パクリの総合商社や

使用中止が決まった東京五輪エンブレムのポスターが次々と剥がされて行く。出来の悪いエンブレムではあるが、貼られた次の日に剥がされていく光景を見るのは、何か一抹の寂しさを感じる。その寂しさとは、佐野作品のエンブレムが剥がされること自体ではない。五輪大会組織委員会の無責任さと佐野研二郎本人の自律のなさにだ。ベルギーの劇場から始まり、サントリーのトートバック、デザイン選考過程の出来レース、原案とヤン・チヒョルト展ポスター、写真の無断転用等々が発覚したが、組織委は頑なに問題なしと走り続けた。ところが佐野本人の取り下げにより一転して使用中止を決定。
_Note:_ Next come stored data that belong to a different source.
//! Handlers for the greeting and health check endpoints.

use axum::{Json, extract::State, http::StatusCode};
use chrono::Utc;

use crate::api::dto::health::{CheckStatus, HealthChecks, HealthResponse};
use crate::state::AppState;

/// Returns a fixed greeting.
///
/// # Endpoint
///
/// `GET /`
pub async fn index_handler() -> Json<&'static str> {
    Json("Hello from my app")
}

/// Returns service health status with component checks.
///
/// # Endpoint
///
/// `GET /health`
///
/// # Response Codes
///
/// - **200 OK**: Store readable
/// - **503 Service Unavailable**: Store check failed
///
/// # Response
///
/// ```json
/// {
///   "status": "healthy",
///   "version": "0.1.0",
///   "uptime_seconds": 42,
///   "checks": {
///     "store": { "status": "ok", "message": "2 publishers, 4 domains" }
///   }
/// }
/// ```
pub async fn health_handler(
    State(state): State<AppState>,
) -> Result<Json<HealthResponse>, (StatusCode, Json<HealthResponse>)> {
    let store_check = check_store(&state).await;
    let healthy = store_check.status == "ok";

    let response = HealthResponse {
        status: if healthy { "healthy" } else { "degraded" }.to_string(),
        version: env!("CARGO_PKG_VERSION").to_string(),
        uptime_seconds: (Utc::now() - state.started_at).num_seconds(),
        checks: HealthChecks { store: store_check },
    };

    if healthy {
        Ok(Json(response))
    } else {
        Err((StatusCode::SERVICE_UNAVAILABLE, Json(response)))
    }
}

/// Reads the store and reports publisher and domain counts.
///
/// The in-memory store never fails a read, so this always reports `ok`
/// today. The error arm covers `PublisherRepository` implementations that can.
async fn check_store(state: &AppState) -> CheckStatus {
    match state.publisher_service.list_publishers().await {
        Ok(publishers) => {
            let domains: usize = publishers.iter().map(|p| p.domains.len()).sum();
            CheckStatus {
                status: "ok".to_string(),
                message: Some(format!(
                    "{} publishers, {} domains",
                    publishers.len(),
                    domains
                )),
            }
        }
        Err(e) => CheckStatus {
            status: "error".to_string(),
            message: Some(format!("Store error: {}", e)),
        },
    }
}
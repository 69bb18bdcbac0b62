//! REST API layer for HTTP request/response handling.
//!
//! This layer translates HTTP requests into service calls and formats
//! responses according to the API contract.
//!
//! # Modules
//!
//! - [`dto`] - Data Transfer Objects for request/response serialization
//! - [`handlers`] - HTTP request handlers
//! - [`middleware`] - Request tracing and CORS
//! - [`routes`] - Route configuration

pub mod dto;
pub mod handlers;
pub mod middleware;
pub mod routes;
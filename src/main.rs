use clap::Parser;

use stegoplane::{
    cli::{Cli, Commands},
    handler::{handle_capacity, handle_hide, handle_recover},
};

/// 程序的主入口点
///
/// 负责初始化日志、解析命令行参数，并根据指定的子命令（`hide`、`recover` 或 `capacity`）
/// 将执行分派到相应的处理函数
fn main() -> anyhow::Result<()> {
    // 未设置 RUST_LOG 时只输出警告
    env_logger::Builder::from_env(env_logger::Env::default().default_filter_or("warn")).init();

    // 解析命令行参数
    let cli = Cli::parse();

    // 根据子命令调用相应的处理函数
    match cli.command {
        Commands::Hide(args) => handle_hide(args),
        Commands::Recover(args) => handle_recover(args),
        Commands::Capacity(args) => handle_capacity(args),
    }
}
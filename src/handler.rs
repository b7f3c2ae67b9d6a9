//! # 命令处理逻辑模块
//!
//! 包含处理 `hide`、`recover` 和 `capacity` 子命令的高级业务逻辑。
//! 本模块负责协调文件 I/O、调用编解码器以及向用户报告结果。

use crate::cli::{CapacityArgs, GeometryArgs, HideArgs, RecoverArgs};
use crate::codec::{self, CodecOptions, ExtractRequest, Operation};
use crate::constants::{DOCTORED_PREFIX, RECOVERED_PREFIX};
use crate::encoding::Payload;
use crate::pixels::{Geometry, PixelBuffer};
use crate::steganography::capacity;
use anyhow::{Context, Result};
use colored::Colorize;
use log::debug;
use std::fs;
use std::path::{Path, PathBuf};

/// 处理 'Hide' 命令的执行逻辑。
///
/// 负责读取原始样本和文本文件、检查隐写空间是否足够、调用编解码器嵌入载荷，
/// 最后将结果写入目标文件。
///
/// # Arguments
///
/// * `args` - 包含输入/输出路径与编解码参数的 `HideArgs` 结构体。
///
/// # Errors
///
/// 如果发生以下任一情况，将返回错误：
/// * 输出文件已存在且未指定 `--force`。
/// * 无法读取输入的样本或文本文件，或样本与几何参数不符。
/// * 图像没有足够的空间来隐藏文本。
/// * 无法写入到目标文件。
pub fn handle_hide(args: HideArgs) -> Result<()> {
    let dest = args
        .dest
        .clone()
        .unwrap_or_else(|| sibling_with_prefix(&args.image, DOCTORED_PREFIX, None));
    ensure_writable(&dest, args.force)?;

    let mut picture = load_pixels(&args.image, args.geometry)?;
    let options = CodecOptions::from(args.codec);

    let payload = Payload::read_text_file(&args.text, options.encoding).with_context(|| {
        format!(
            "Unable to read text file: {}",
            args.text.to_string_lossy().red().bold()
        )
    })?;

    let available = codec::max_payload(&picture, options.framing);
    anyhow::ensure!(
        available >= payload.len(),
        "Not enough space in the image to hide the text. \nRequired: {}, Available: {}",
        payload.len().to_string().red().bold(),
        available.to_string().green().bold()
    );

    let report = codec::embed(&mut picture, &payload, &options).with_context(|| {
        format!(
            "Failed to hide the text in {}. \nThe sample file may not match the given geometry.",
            args.image.to_string_lossy().red().bold()
        )
    })?;
    debug!("{report:?}");

    fs::write(&dest, picture.to_raw_bytes()).with_context(|| {
        format!(
            "Unable to write to target image file: {}",
            dest.to_string_lossy().red().bold()
        )
    })?;

    report_done(
        Operation::Encode,
        &format!(
            "The text has been successfully hidden ({} of {} bytes used) and saved: {}",
            report.payload_bytes,
            report.available_bytes,
            dest.to_string_lossy().green().bold()
        ),
    );

    Ok(())
}

/// 处理 'Recover' 命令的执行逻辑。
///
/// 负责读取经过隐写的样本文件、调用编解码器恢复载荷并按所选编码解码，
/// 最后将恢复的文本内容以 UTF-8 写入目标文本文件。
///
/// # Arguments
///
/// * `args` - 包含输入/输出路径与编解码参数的 `RecoverArgs` 结构体。
///
/// # Errors
///
/// 如果发生以下任一情况，将返回错误：
/// * 输出文件已存在且未指定 `--force`。
/// * 无法读取输入的样本文件或原图文件。
/// * 载荷无法恢复，或恢复出的字节在所选编码下无效。
/// * 无法写入到目标文本文件。
pub fn handle_recover(args: RecoverArgs) -> Result<()> {
    let dest = args
        .text
        .clone()
        .unwrap_or_else(|| sibling_with_prefix(&args.image, RECOVERED_PREFIX, Some("txt")));
    ensure_writable(&dest, args.force)?;

    let picture = load_pixels(&args.image, args.geometry)?;
    let original = args
        .original
        .as_deref()
        .map(|path| load_pixels(path, args.geometry))
        .transpose()?;

    let request = ExtractRequest {
        options: CodecOptions::from(args.codec),
        length: args.length,
        reference: original.as_ref(),
    };

    let (payload, text) = codec::extract_text(&picture, &request).with_context(|| {
        format!(
            "Failed to recover the text from '{}'. \nThe image may not contain a hidden message or the parameters differ from those used to hide it.",
            args.image.to_string_lossy().red().bold()
        )
    })?;
    debug!("recovered {} bytes of {}", payload.len(), payload.encoding());

    fs::write(&dest, text).with_context(|| {
        format!(
            "Unable to write to target text file: {}",
            dest.to_string_lossy().red().bold()
        )
    })?;

    report_done(
        Operation::Decode,
        &format!(
            "The text has been successfully recovered and saved: {}",
            dest.to_string_lossy().green().bold()
        ),
    );
    Ok(())
}

/// 处理 'Capacity' 命令：打印给定几何参数下可隐藏的最大字节数。
pub fn handle_capacity(args: CapacityArgs) -> Result<()> {
    let geometry = to_geometry(args.geometry)?;
    let total = capacity(geometry.pixel_count(), geometry.byte_width());
    let usable = codec::payload_capacity(geometry, args.framing);

    println!(
        "{}: {} bytes can be hidden ({} lane bits in total)",
        geometry.to_string().bold(),
        usable.to_string().green().bold(),
        total * 8
    );
    Ok(())
}

fn to_geometry(args: GeometryArgs) -> Result<Geometry> {
    Geometry::new(args.width, args.height, args.bit_depth)
        .with_context(|| format!("Invalid bit depth: {}", args.bit_depth.to_string().red().bold()))
}

/// 读取原始样本转储并按几何参数解析。
fn load_pixels(path: &Path, geometry: GeometryArgs) -> Result<PixelBuffer> {
    let raw = fs::read(path).with_context(|| {
        format!(
            "Unable to read image file: {}",
            path.to_string_lossy().red().bold()
        )
    })?;

    let GeometryArgs {
        width,
        height,
        bit_depth,
    } = geometry;
    PixelBuffer::from_raw_bytes(width, height, bit_depth, &raw).with_context(|| {
        format!(
            "The sample file {} does not match {width}x{height} @ {bit_depth} bpp.",
            path.to_string_lossy().red().bold(),
        )
    })
}

/// 在输入文件旁生成带前缀的默认输出路径，可选地替换扩展名。
fn sibling_with_prefix(input: &Path, prefix: &str, extension: Option<&str>) -> PathBuf {
    let stem = input
        .file_stem()
        .map(|s| s.to_string_lossy().into_owned())
        .unwrap_or_default();
    let extension = extension
        .map(str::to_owned)
        .or_else(|| input.extension().map(|e| e.to_string_lossy().into_owned()));

    let file_name = match extension {
        Some(ext) => format!("{prefix}{stem}.{ext}"),
        None => format!("{prefix}{stem}"),
    };
    input.with_file_name(file_name)
}

/// 未指定 `--force` 时拒绝覆盖已存在的文件。
fn ensure_writable(path: &Path, force: bool) -> Result<()> {
    anyhow::ensure!(
        force || !path.exists(),
        "Output file already exists: {}. \nUse --force to overwrite it.",
        path.to_string_lossy().red().bold()
    );
    Ok(())
}

fn report_done(operation: Operation, message: &str) {
    debug!("{operation} finished");
    println!("{message}");
}

#[cfg(test)]
mod tests {
    use super::*;

    #[test]
    fn default_paths_sit_next_to_the_input() {
        let input = Path::new("/tmp/work/original.raw");
        assert_eq!(
            sibling_with_prefix(input, DOCTORED_PREFIX, None),
            PathBuf::from("/tmp/work/doctored_original.raw")
        );
        assert_eq!(
            sibling_with_prefix(input, RECOVERED_PREFIX, Some("txt")),
            PathBuf::from("/tmp/work/recovered_original.txt")
        );
    }

    #[test]
    fn extensionless_input_keeps_no_extension() {
        let input = Path::new("pixels");
        assert_eq!(
            sibling_with_prefix(input, DOCTORED_PREFIX, None),
            PathBuf::from("doctored_pixels")
        );
    }
}
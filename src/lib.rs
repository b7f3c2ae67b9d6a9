//! # stegoplane 库
//!
//! 本库包含位平面 LSB 隐写编解码器的核心逻辑：把文本编码后的字节序列
//! 写入像素样本各字节通道的最低有效位，并按同样的索引规则恢复。

// 声明库包含的所有模块。

pub mod cli;
pub mod codec;
pub mod constants;
pub mod encoding;
pub mod error;
pub mod handler;
pub mod pixels;
pub mod steganography;

pub use codec::{
    CodecOptions, EmbedMode, EmbedReport, ExtractRequest, Framing, Operation, embed, encode,
    extract, extract_text, max_payload, payload_capacity,
};
pub use encoding::{Payload, TextEncoding};
pub use error::StegoError;
pub use pixels::{Geometry, PixelBuffer};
一体誰が判断をしていたのだろうかと疑問を覚える。答えは簡単だ。五輪組織は縦割りで、かつ部分担当制だから、一度決定すると見直す機能がないので修正出来ないからだ。五輪担当相を置いても役には立たないようだ。それにしても超一流と言われた佐野作品にはパクリ作品が多い。太田市美術館のロゴ、東山動物園のシンボルマーク、扇子の京扇堂など数え上げたら切りが無い。彦摩呂流をパクレば「まるでパクリの総合商社や」と言える。佐野は取り下げ時に、他の作品のパクリは認めたものの、エンブレムだけはパクリではないと言っている。ゴミの中にも一つくらい宝石があるとでも言いたいのだろうか。第三者には、ゴミの塊はゴミにしか見えない。取り下げ理由は、批判から家族と仲間を守るためだと言う。パクリではないのなら自分から取り下げるべきではない。決して取り下げないことが、パクリではないことを証明することになるはずだ。